Along with my mother and her childhood patterns being lived out for better or worse there was also a drama being played out on the home front in my parent’s marriage. My father was the musical director of a small school. He too loved his work but at my mothers urging he was pursuing a degree in school administration so he could move up the ladder in the school system. He also had a passion for architecture, which led him to start a building business along with some friends. This was short lived and ended up with him losing a great deal of money, at least that is how I remember it.
My clearest memory of this last drama was of my mother taking me by the shoulders one day, looking me directly in the eye and telling me with a greater intensity then I ever remember before or after. She asked me to promise her that I " would never depend on a man for money". Promise! I did promise but I also decided in that moment that my mother was wrong about women, money and power. Well I was about 7 at the time so I doubt my thinking was that sophisticated. It was however something along those lines> I had a knowing that I was all GIRL a romantic soul to boot. I knew even then that I wanted to have a wonderful career AND to have a good marriage with all the trimmings.
When I pull the lens back a bit I also can see that for me what I witnessed in both my parents families of origin and my own family was that the women had a great deal of power. I could see that pretty clearly. I was confused though about how they used it, the mixed messages they sent and exactly how the men in these families fit in.
It is no mystery to me then that I went into adulthood with these mixed messages and proceeded to get even more confused by my own dramas in the area of money and power. There was my surprise when the financial deal I thought I had with my first husband to support my career as a weaver, was broken not long after the ink dried on the marriage license.
Then there were the many arguments we had about money, which didn't change much as we moved from poverty to prosperity. It was one such argument we had at a time when we were financially well off that let me know I was living out an old old family pattern. Most likely two old family patterns colliding. There was nothing else that would explain the crazy making conversation I was having. We had achieved the financial position we had worked for at last. Instead of rejoicing in our accomplishment though we were in conflict. It was no longer just about money. I could see that it was a power struggle being played out between us with our childhood fears in charge.
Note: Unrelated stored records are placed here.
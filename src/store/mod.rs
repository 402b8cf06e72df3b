//! Per-session state store.
//!
//! The [`Store`] is the single writer of a session's [`StoreState`]. Other
//! components hold `Arc<Store>` and read immutable `Arc<StoreState>`
//! snapshots. Changes go through [`Store::dispatch`]:
//!
//! 1. the action is reduced into a copy of the current state,
//! 2. the touched section's cache entry is refreshed,
//! 3. the section is marked in the broadcast throttle,
//! 4. shared actions are published on the sync bus, if one is attached.
//!
//! Listeners are not called from `dispatch`. They are called from
//! [`Store::flush_due`] (or [`Store::flush`]) once per throttle window with
//! the latest snapshot, so intermediate states are never broadcast.
//!
//! A reducer panic is treated as catastrophic: the store logs it and resets
//! to the default state instead of propagating.

pub mod cache;
pub mod state;
pub mod subscriptions;
pub mod sync;
pub mod throttle;

use std::collections::{BTreeMap, BTreeSet};
use std::panic::{AssertUnwindSafe, catch_unwind};
use std::sync::{Arc, Mutex, MutexGuard, Weak};
use std::time::Duration;
use tracing::{debug, error, warn};

pub use cache::{CachePolicy, CacheSection, Section};
pub use state::{Action, Limits, Notice, StoreState, reduce};
pub use subscriptions::{Interest, Listener};
pub use sync::{BusEvent, BusMessage, MergeOperationEvent, MergePhase, MergeOperationTracker, SyncBus};

use crate::clock::Clock;
use crate::config::StoreConfig;
use crate::error::{EngineError, ErrorRecord};
use subscriptions::SubscriptionRegistry;
use throttle::Throttle;

/// Payload handed to listeners on each flush.
#[derive(Debug, Clone)]
pub struct Notification {
    pub state: Arc<StoreState>,
    /// Sections changed since the previous flush.
    pub sections: BTreeSet<Section>,
}

struct Inner {
    state: Arc<StoreState>,
    sections: BTreeMap<Section, CacheSection>,
    throttle: Throttle,
    registry: SubscriptionRegistry,
}

impl Inner {
    fn new(window: Duration) -> Self {
        Self {
            state: Arc::new(StoreState::default()),
            sections: fresh_sections(),
            throttle: Throttle::new(window),
            registry: SubscriptionRegistry::new(),
        }
    }

    fn section_mut(&mut self, section: Section) -> &mut CacheSection {
        self.sections
            .entry(section)
            .or_insert_with(|| CacheSection::new(section))
    }
}

fn fresh_sections() -> BTreeMap<Section, CacheSection> {
    Section::ALL
        .iter()
        .map(|s| (*s, CacheSection::new(*s)))
        .collect()
}

/// Handle returned by [`Store::subscribe`]. Dropping it unsubscribes.
pub struct Subscription {
    id: u64,
    inner: Weak<Mutex<Inner>>,
}

impl Subscription {
    pub fn id(&self) -> u64 {
        self.id
    }

    /// Stop receiving notifications. Returns `false` if the store is gone.
    pub fn unsubscribe(self) -> bool {
        self.remove()
    }

    fn remove(&self) -> bool {
        match self.inner.upgrade() {
            Some(inner) => lock(&inner).registry.unsubscribe(self.id),
            None => false,
        }
    }
}

impl Drop for Subscription {
    fn drop(&mut self) {
        self.remove();
    }
}

/// Lock the store, recovering from poisoning by resetting data to defaults.
/// Listeners survive the reset.
fn lock(inner: &Mutex<Inner>) -> MutexGuard<'_, Inner> {
    inner.lock().unwrap_or_else(|poisoned| {
        error!("Store lock poisoned, resetting state");
        let mut guard = poisoned.into_inner();
        guard.state = Arc::new(StoreState::default());
        guard.sections = fresh_sections();
        guard.throttle.clear();
        inner.clear_poison();
        guard
    })
}

pub struct Store {
    instance_id: String,
    clock: Arc<dyn Clock>,
    policy: CachePolicy,
    limits: Limits,
    inner: Arc<Mutex<Inner>>,
    bus: Option<SyncBus>,
}

impl Store {
    pub fn new(config: &StoreConfig, clock: Arc<dyn Clock>) -> Self {
        Self {
            instance_id: uuid::Uuid::new_v4().to_string(),
            clock,
            policy: config.cache_policy(),
            limits: Limits {
                error_capacity: config.error_capacity,
                notice_capacity: config.notice_capacity,
            },
            inner: Arc::new(Mutex::new(Inner::new(Duration::from_millis(
                config.throttle_window_ms,
            )))),
            bus: None,
        }
    }

    /// Attach a session bus for cross-instance synchronization.
    pub fn with_bus(mut self, bus: SyncBus) -> Self {
        self.bus = Some(bus);
        self
    }

    pub fn instance_id(&self) -> &str {
        &self.instance_id
    }

    pub fn clock(&self) -> &Arc<dyn Clock> {
        &self.clock
    }

    pub fn bus(&self) -> Option<&SyncBus> {
        self.bus.as_ref()
    }

    /// Current state snapshot.
    pub fn get_state(&self) -> Arc<StoreState> {
        Arc::clone(&lock(&self.inner).state)
    }

    /// Copy of a section's cache bookkeeping.
    pub fn get_section(&self, section: Section) -> CacheSection {
        lock(&self.inner).section_mut(section).clone()
    }

    /// Freshness check without recording a lookup.
    pub fn is_valid(&self, section: Section) -> bool {
        let now = self.clock.now_ms();
        let mut inner = lock(&self.inner);
        let entry = inner.section_mut(section);
        self.policy.is_valid(entry, now)
    }

    /// Freshness check that feeds the adaptive timeout. Loaders call this to
    /// decide whether to short-circuit a fetch.
    pub fn lookup(&self, section: Section) -> bool {
        let now = self.clock.now_ms();
        let mut inner = lock(&self.inner);
        let entry = inner.section_mut(section);
        let hit = self.policy.is_valid(entry, now);
        entry.record_lookup(hit);
        hit
    }

    pub fn effective_timeout(&self, section: Section) -> Duration {
        let mut inner = lock(&self.inner);
        let entry = inner.section_mut(section);
        self.policy.timeout(entry)
    }

    /// Apply a local action. Returns `true` if the data changed.
    pub fn dispatch(&self, action: Action) -> bool {
        let changed = self.apply(&action);
        if action.is_shared()
            && let Some(ref bus) = self.bus
        {
            bus.publish(BusMessage {
                event: BusEvent::StateSync(action),
                timestamp: self.clock.now_ms(),
                source: self.instance_id.clone(),
            });
        }
        changed
    }

    /// Apply a message from the bus. Own-origin messages are dropped and
    /// applied actions are not re-published.
    pub fn receive(&self, message: &BusMessage) {
        if message.source == self.instance_id {
            return;
        }
        match &message.event {
            BusEvent::StateSync(action) => {
                debug!(action = action.name(), source = %message.source, "Applying remote action");
                self.apply(action);
            }
            BusEvent::MergeOperation(_) => {}
        }
    }

    /// Publish a non-state event on the bus, tagged with this instance.
    pub fn publish(&self, event: BusEvent) {
        if let Some(ref bus) = self.bus {
            bus.publish(BusMessage {
                event,
                timestamp: self.clock.now_ms(),
                source: self.instance_id.clone(),
            });
        }
    }

    fn apply(&self, action: &Action) -> bool {
        let now = self.clock.now_ms();
        let mut inner = lock(&self.inner);

        let mut next = (*inner.state).clone();
        let limits = self.limits;
        let outcome = catch_unwind(AssertUnwindSafe(|| reduce(&mut next, action, limits)));
        let changed = match outcome {
            Ok(changed) => changed,
            Err(_) => {
                error!(action = action.name(), "Reducer panicked, resetting store state");
                inner.state = Arc::new(StoreState::default());
                inner.sections = fresh_sections();
                inner.throttle.mark(Section::ALL, now);
                return true;
            }
        };

        if changed {
            inner.state = Arc::new(next);
        }

        match action {
            Action::Reset => {
                inner.sections = fresh_sections();
                inner.throttle.mark(Section::ALL, now);
            }
            Action::SectionPending(section) => {
                inner.section_mut(*section).pending = true;
            }
            Action::SectionInvalidated(section) => {
                inner.section_mut(*section).invalidate();
                inner.throttle.mark([*section], now);
            }
            _ => {
                if let Some(section) = action.section() {
                    if action.refreshes_cache() {
                        inner.section_mut(section).touch(now);
                    }
                    if changed {
                        inner.throttle.mark([section], now);
                    }
                }
            }
        }
        changed
    }

    /// Register a listener for flushes touching `interest`.
    pub fn subscribe<F>(&self, interest: Interest, listener: F) -> Subscription
    where
        F: Fn(&Notification) + Send + Sync + 'static,
    {
        let id = lock(&self.inner)
            .registry
            .subscribe(interest, Arc::new(listener));
        Subscription {
            id,
            inner: Arc::downgrade(&self.inner),
        }
    }

    /// Whether a broadcast is waiting for its window to close.
    pub fn has_pending_broadcast(&self) -> bool {
        lock(&self.inner).throttle.is_pending()
    }

    /// Broadcast if the throttle window has closed. Returns `true` if a
    /// broadcast happened.
    pub fn flush_due(&self) -> bool {
        let now = self.clock.now_ms();
        let batch = {
            let mut inner = lock(&self.inner);
            inner
                .throttle
                .take_due(now)
                .map(|sections| (sections, Arc::clone(&inner.state)))
        };
        self.broadcast(batch)
    }

    /// Broadcast any pending change immediately.
    pub fn flush(&self) -> bool {
        let batch = {
            let mut inner = lock(&self.inner);
            inner
                .throttle
                .take()
                .map(|sections| (sections, Arc::clone(&inner.state)))
        };
        self.broadcast(batch)
    }

    fn broadcast(&self, batch: Option<(BTreeSet<Section>, Arc<StoreState>)>) -> bool {
        let Some((sections, state)) = batch else {
            return false;
        };
        let listeners = lock(&self.inner).registry.affected(&sections);
        let notification = Notification { state, sections };
        for listener in listeners {
            if catch_unwind(AssertUnwindSafe(|| listener(&notification))).is_err() {
                warn!("Store listener panicked; continuing with remaining listeners");
            }
        }
        true
    }

    /// Normalize an error into the bounded error list and return the record.
    pub fn report_error(&self, err: &EngineError) -> ErrorRecord {
        let record = ErrorRecord::from_error(err, self.clock.now_ms());
        if err.code.is_fatal() {
            warn!(code = %err.code, "{}", record.message);
        } else {
            debug!(code = %err.code, "{}", record.message);
        }
        self.dispatch(Action::ErrorRaised(record.clone()));
        record
    }

    pub fn post_notice(&self, message: impl Into<String>) {
        self.dispatch(Action::NoticePosted(Notice {
            message: message.into(),
            timestamp: self.clock.now_ms(),
        }));
    }
}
The good news in these stories is that when we become aware of an unconscious pattern being played out we can change it! The fear and limited thinking built into these patterns can be replaced with a new pattern of our own creation. Here is how you can make this shift for yourself. Take some time to identify your own childhood influences.
Look to your grandparent and parents. Look at your parent’s marriage, the influences from movies and books. What were your messages from those people you admired or those you feared?
Look for the patterns. Then begin to identify how those patterns have played out in your life. What were the messages you received from these various sources about how women, money and power were used? When you have this information you will be able break the patterns that leave you confused and powerless. Little by little you will be able to begin new patterns that are based in your own feminine power. Patterns that include being fully feminine AND powerful with money in a way that makes for happy and healthy relationships.
Use this Relationship Coaching Connection exercise to find out YOUR patterns.
Uncovering your relationship with money patterns
Take out a piece of paper and label four columns
Do a stream of consciousness writing. Soft focus and write in each column whatever comes to mind when you ask the question.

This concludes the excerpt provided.